◆ Task
Report how many lines in the records below hold the word "super". Add nothing to the number.

Collected data entries:
★ ★ ★ ★
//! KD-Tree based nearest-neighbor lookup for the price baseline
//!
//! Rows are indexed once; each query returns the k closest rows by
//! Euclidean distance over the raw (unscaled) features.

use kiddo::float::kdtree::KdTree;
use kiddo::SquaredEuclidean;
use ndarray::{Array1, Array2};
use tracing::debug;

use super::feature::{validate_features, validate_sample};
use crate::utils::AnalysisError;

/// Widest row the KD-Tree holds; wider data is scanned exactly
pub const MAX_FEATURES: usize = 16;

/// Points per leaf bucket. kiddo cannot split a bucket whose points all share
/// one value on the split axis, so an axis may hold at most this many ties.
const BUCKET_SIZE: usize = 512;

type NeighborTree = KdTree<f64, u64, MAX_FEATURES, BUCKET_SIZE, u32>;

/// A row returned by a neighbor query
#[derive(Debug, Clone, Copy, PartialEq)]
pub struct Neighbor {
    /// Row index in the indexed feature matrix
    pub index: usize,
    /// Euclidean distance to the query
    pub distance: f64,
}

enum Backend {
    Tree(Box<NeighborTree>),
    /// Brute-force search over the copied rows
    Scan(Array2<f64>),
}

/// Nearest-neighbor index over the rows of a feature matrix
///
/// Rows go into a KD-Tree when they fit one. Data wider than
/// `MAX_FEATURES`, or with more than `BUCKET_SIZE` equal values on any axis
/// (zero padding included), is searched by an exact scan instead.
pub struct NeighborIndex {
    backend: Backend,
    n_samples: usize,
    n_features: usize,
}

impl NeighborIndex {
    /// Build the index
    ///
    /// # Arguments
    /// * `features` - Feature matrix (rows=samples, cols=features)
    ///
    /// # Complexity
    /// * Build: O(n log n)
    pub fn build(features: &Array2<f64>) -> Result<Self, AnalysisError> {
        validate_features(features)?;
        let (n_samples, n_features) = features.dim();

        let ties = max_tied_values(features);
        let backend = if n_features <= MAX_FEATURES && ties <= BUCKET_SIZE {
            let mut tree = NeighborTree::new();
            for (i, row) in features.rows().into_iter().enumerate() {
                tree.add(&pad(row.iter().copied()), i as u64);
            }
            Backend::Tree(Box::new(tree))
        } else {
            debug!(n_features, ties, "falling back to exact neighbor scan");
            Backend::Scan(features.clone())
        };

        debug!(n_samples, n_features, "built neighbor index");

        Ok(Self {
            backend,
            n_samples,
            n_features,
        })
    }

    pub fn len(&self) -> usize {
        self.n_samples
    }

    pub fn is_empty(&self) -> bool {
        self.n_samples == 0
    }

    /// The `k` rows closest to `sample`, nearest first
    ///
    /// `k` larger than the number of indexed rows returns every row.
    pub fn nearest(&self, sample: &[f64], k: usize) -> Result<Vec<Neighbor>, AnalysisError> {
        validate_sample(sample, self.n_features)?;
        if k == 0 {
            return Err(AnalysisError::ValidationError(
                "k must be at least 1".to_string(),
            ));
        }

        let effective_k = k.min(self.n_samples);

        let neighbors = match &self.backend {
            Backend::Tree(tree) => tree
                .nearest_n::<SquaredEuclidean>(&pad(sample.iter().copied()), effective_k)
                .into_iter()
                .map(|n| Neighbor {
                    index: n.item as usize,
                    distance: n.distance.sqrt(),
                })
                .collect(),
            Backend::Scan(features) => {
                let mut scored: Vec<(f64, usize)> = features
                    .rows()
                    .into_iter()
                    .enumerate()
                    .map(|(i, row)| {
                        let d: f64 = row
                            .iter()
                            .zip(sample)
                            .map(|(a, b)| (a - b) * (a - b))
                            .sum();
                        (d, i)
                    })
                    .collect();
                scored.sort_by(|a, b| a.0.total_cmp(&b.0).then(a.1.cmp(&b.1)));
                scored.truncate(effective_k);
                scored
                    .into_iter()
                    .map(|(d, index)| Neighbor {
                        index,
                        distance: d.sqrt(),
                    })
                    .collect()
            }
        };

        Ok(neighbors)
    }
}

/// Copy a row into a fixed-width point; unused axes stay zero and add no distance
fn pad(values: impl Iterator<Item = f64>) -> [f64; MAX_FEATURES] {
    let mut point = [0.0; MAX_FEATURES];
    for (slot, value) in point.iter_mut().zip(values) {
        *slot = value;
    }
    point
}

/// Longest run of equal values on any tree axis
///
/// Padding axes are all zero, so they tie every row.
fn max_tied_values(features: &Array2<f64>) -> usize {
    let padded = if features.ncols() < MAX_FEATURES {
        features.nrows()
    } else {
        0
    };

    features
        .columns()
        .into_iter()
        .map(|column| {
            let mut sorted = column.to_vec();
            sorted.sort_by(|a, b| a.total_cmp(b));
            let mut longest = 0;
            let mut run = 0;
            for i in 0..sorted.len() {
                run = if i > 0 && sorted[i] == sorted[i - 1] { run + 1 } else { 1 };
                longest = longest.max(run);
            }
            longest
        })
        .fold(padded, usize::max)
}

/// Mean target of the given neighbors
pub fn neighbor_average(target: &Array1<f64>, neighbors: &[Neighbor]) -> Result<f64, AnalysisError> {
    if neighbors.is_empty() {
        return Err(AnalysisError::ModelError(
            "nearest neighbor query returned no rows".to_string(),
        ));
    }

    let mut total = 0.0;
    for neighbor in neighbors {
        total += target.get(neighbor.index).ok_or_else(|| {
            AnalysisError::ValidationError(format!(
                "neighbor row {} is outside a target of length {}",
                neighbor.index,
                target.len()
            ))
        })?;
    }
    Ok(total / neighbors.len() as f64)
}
★ ★ ★ ★
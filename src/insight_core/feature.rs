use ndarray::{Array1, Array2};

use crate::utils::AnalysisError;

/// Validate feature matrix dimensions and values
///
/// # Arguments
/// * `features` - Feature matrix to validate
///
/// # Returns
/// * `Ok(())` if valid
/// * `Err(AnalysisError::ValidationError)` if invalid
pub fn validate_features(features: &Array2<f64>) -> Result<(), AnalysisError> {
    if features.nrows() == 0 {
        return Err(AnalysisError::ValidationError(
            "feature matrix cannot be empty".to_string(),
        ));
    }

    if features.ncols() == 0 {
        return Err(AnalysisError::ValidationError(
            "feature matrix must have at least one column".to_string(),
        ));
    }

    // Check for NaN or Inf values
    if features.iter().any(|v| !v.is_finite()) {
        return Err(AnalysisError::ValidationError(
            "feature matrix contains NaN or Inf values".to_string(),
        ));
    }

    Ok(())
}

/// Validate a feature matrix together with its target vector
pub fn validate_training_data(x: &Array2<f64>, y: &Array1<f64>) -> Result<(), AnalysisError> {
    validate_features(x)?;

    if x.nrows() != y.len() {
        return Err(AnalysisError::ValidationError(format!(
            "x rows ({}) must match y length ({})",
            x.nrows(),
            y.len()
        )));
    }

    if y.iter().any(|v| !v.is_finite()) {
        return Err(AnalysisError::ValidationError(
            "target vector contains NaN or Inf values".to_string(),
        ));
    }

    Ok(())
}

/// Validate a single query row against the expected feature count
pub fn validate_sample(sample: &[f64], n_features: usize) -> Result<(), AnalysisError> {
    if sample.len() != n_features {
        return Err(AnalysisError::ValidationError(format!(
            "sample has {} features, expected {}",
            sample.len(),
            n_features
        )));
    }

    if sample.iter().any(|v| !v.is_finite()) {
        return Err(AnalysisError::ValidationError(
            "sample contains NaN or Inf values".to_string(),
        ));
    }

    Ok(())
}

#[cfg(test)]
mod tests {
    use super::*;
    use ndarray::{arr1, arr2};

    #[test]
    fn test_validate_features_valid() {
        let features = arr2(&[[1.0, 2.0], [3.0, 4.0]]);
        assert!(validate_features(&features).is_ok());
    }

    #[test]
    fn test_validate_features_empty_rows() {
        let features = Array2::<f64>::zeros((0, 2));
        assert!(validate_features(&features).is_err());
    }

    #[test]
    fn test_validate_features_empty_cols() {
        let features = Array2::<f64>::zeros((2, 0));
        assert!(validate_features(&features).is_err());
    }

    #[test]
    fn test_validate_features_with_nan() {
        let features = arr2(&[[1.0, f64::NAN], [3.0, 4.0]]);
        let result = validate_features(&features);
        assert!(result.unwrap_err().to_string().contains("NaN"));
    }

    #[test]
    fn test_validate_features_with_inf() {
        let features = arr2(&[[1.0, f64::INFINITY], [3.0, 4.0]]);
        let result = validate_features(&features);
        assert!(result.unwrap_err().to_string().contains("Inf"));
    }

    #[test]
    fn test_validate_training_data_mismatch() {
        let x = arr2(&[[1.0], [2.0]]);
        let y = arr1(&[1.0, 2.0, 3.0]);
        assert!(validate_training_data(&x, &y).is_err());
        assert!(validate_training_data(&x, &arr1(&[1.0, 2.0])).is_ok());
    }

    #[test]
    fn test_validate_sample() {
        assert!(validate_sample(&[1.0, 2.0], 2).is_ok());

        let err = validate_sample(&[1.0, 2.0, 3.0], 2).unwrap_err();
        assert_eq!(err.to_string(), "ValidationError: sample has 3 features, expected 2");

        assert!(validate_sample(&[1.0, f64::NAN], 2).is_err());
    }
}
★ ★ ★ ★
◆ Written response
2